If that was in eastern PA, the DOT would have set up a mobile weigh station on that street.


----------



## nw axe man (Jun 27, 2011)

Great pics, Cedar.
That nine log load is a nice one. Funny how nine logs on a truck now turns my head when 20 years ago I'd have though, "Yeah, OK." They only way we'll ever see anything bigger is if some old fart that owns a secluded 160 acres has it logged. Still, it's nice to see nice logs heading down the road. I hope SlowP is right that Morton will have a good show this year. Send more pics if you have them.


----------



## forestryworks (Jun 27, 2011)

Thanks for sharing.

That looks like fun.


----------



## slowp (Jun 27, 2011)

On the long drive home from kayaking (I think it might be SEVEN miles) I saw a 5 log load pulled out in a wide spot. I should have stopped, I knew the driver, but there wasn't room. The logs looked like they'd been buried for a few years. I was wondering if he was going to clean the logs up and make a parade load out of them?


----------



## nw axe man (Jun 28, 2011)

slowp said:


> On the long drive home from kayaking (I think it might be SEVEN miles) I saw a 5 log load pulled out in a wide spot.
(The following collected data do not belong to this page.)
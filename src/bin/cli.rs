use clap::{Parser, Subcommand};
use keepalley::{
    db,
    repositories::{SqliteSubscriptionRepository, SqliteUserRepository, SubscriptionRepository},
    services::user_service::{RegisterRequest, UserService, UserServiceError},
};
use std::sync::Arc;

#[derive(Parser)]
#[command(name = "keepalley-cli")]
#[command(about = "Operator tool for Keep Alley Trash accounts and subscribers", long_about = None)]
struct Cli {
    #[command(subcommand)]
    command: Commands,
}

#[derive(Subcommand)]
enum Commands {
    /// User management commands
    User {
        #[command(subcommand)]
        command: UserCommands,
    },
    /// Subscriber commands
    Subscribers {
        #[command(subcommand)]
        command: SubscriberCommands,
    },
}

#[derive(Subcommand)]
enum UserCommands {
    /// Create a new user
    Create {
        #[arg(short, long)]
        username: String,

        #[arg(short, long)]
        email: String,

        /// Password (will prompt if not provided)
        #[arg(short, long)]
        password: Option<String>,

        #[arg(short, long)]
        neighborhood: Option<String>,

        /// Grant admin rights
        #[arg(long)]
        admin: bool,
    },

    /// List all users
    List {
        /// Maximum number of users to display
        #[arg(short, long, default_value_t = 100)]
        limit: i64,

        /// Offset for pagination
        #[arg(short = 'o', long, default_value_t = 0)]
        offset: i64,
    },

    /// Grant admin rights
    Promote {
        #[arg(short, long)]
        email: String,
    },

    /// Revoke admin rights
    Demote {
        #[arg(short, long)]
        email: String,
    },

    /// Set a new password for a user
    SetPassword {
        #[arg(short, long)]
        email: String,

        /// New password (will prompt if not provided)
        #[arg(short, long)]
        password: Option<String>,
    },
}

#[derive(Subcommand)]
enum SubscriberCommands {
    /// List every subscription, active or not
    List,
}

fn get_password(prompt: &str) -> Result<String, Box<dyn std::error::Error>> {
    use std::io::{self, Write};
    print!("{}: ", prompt);
    io::stdout().flush()?;

    Ok(rpassword::read_password()?)
}

fn confirm_password(prompt: &str) -> Result<(String, String), Box<dyn std::error::Error>> {
    let password = get_password(prompt)?;
    let confirm = get_password("Confirm password")?;
    Ok((password, confirm))
}

fn fail(action: &str, err: UserServiceError) -> ! {
    match err {
        UserServiceError::Invalid(errors) => {
            for message in errors.messages() {
                eprintln!("❌ {}", message);
            }
        }
        other => eprintln!("❌ Failed to {}: {}", action, other),
    }
    std::process::exit(1);
}

#[tokio::main]
async fn main() -> Result<(), Box<dyn std::error::Error>> {
    dotenvy::dotenv().ok();

    let pool = db::create_pool().await?;
    sqlx::migrate!("./migrations").run(&pool).await?;

    let user_service = UserService::new(Arc::new(SqliteUserRepository::new(pool.clone())));
    let subscriptions = SqliteSubscriptionRepository::new(pool.clone());

    let cli = Cli::parse();

    match cli.command {
        Commands::User { command } => match command {
            UserCommands::Create {
                username,
                email,
                password,
                neighborhood,
                admin,
            } => {
                let (password, password_confirm) = match password {
                    Some(pw) => (pw.clone(), pw),
                    None => confirm_password("Password")?,
                };

                let request = RegisterRequest {
                    username,
                    email,
                    password,
                    password_confirm: Some(password_confirm),
                    neighborhood,
                };

                match user_service.create_user(request, admin).await {
                    Ok(user) => {
                        println!("✅ User created successfully!");
                        println!("  ID: {}", user.id);
                        println!("  Username: {}", user.username);
                        println!("  Email: {}", user.email);
                        println!("  Admin: {}", user.is_admin);
                    }
                    Err(err) => fail("create user", err),
                }
            }

            UserCommands::List { limit, offset } => {
                match user_service.list_users(Some(limit), Some(offset)).await {
                    Ok(users) if users.is_empty() => println!("No users found."),
                    Ok(users) => {
                        println!(
                            "{:<5} {:<20} {:<40} {:<6} {:<20}",
                            "ID", "Username", "Email", "Admin", "Created"
                        );
                        println!("{}", "-".repeat(95));
                        for user in users {
                            println!(
                                "{:<5} {:<20} {:<40} {:<6} {:<20}",
                                user.id,
                                user.username,
                                user.email,
                                if user.is_admin { "Yes" } else { "No" },
                                user.created_at.as_deref().unwrap_or("N/A")
                            );
                        }
                    }
                    Err(err) => fail("list users", err),
                }
            }

            UserCommands::Promote { email } => match user_service.set_admin(&email, true).await {
                Ok(user) => println!("✅ '{}' is now an admin", user.email),
                Err(err) => fail("promote user", err),
            },

            UserCommands::Demote { email } => match user_service.set_admin(&email, false).await {
                Ok(user) => println!("✅ '{}' is no longer an admin", user.email),
                Err(err) => fail("demote user", err),
            },

            UserCommands::SetPassword { email, password } => {
                let (new_password, password_confirm) = match password {
                    Some(pw) => (pw.clone(), pw),
                    None => confirm_password("New password")?,
                };

                if new_password != password_confirm {
                    eprintln!("❌ Passwords do not match");
                    std::process::exit(1);
                }

                match user_service.update_password(&email, &new_password).await {
                    Ok(()) => println!("✅ Password updated successfully for '{}'!", email),
                    Err(err) => fail("update password", err),
                }
            }
        },

        Commands::Subscribers { command } => match command {
            SubscriberCommands::List => {
                let all = subscriptions.list_all().await?;
                if all.is_empty() {
                    println!("No subscribers found.");
                } else {
                    println!("{:<5} {:<40} {:<8} {:<20}", "ID", "Email", "Active", "Since");
                    println!("{}", "-".repeat(75));
                    for subscription in &all {
                        println!(
                            "{:<5} {:<40} {:<8} {:<20}",
                            subscription.id,
                            subscription.email,
                            if subscription.is_active { "Yes" } else { "No" },
                            subscription.subscribed_at.as_deref().unwrap_or("N/A")
                        );
                    }
                    let active = all.iter().filter(|s| s.is_active).count();
                    println!("\n{} active of {} total", active, all.len());
                }
            }
        },
    }

    Ok(())
}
I should have stopped, I knew the driver, but there wasn't room. The logs looked like they'd been buried for a few years. I was wondering if he was going to clean the logs up and make a parade load out of them?


 
Who did the truck belong to?


----------



## slowp (Jun 28, 2011)

It was the lime green one that belongs to Pat E. I do not think he would have a truck in the parade.


----------



## nw axe man (Jun 28, 2011)

If I'm not mistaken he used to drive a PLS truck with lumber on it in the parade years ago. Where in the world is a 5 log load coming from up here? Must be a private patch or state.


----------



## Cedarkerf (Jun 28, 2011)

Try some more still cant get image inserted so youll have to open them


----------



## Cedarkerf (Jun 28, 2011)

Few more.

Yea its funny how small the logs are that get your attention this day in age. Just gld I live close to a community that wants the logging heritage live on.


----------



## paccity (Jun 28, 2011)

cool pics bud. i'll getyou the dates for our show at the museum next month.


----------



## Cedarkerf (Jun 28, 2011)

Thanks nice to hear from ya


----------



## slowp (Jun 28, 2011)

nw axe man said:


> If I'm not mistaken he used to drive a PLS truck with lumber on it in the parade years ago. Where in the world is a 5 log load coming from up here? Must be a private patch or state.


 

The logs were dirty and looked like they were a few years old and buried. He was pulled off at the Port Blakely gate on the big curve of Kiona Road.


----------



## floyd (Jul 2, 2011)

A few yrs ago an outfit here had tag axles on the trailers. Guess they turned a few over before they got it right. They were from Mill City.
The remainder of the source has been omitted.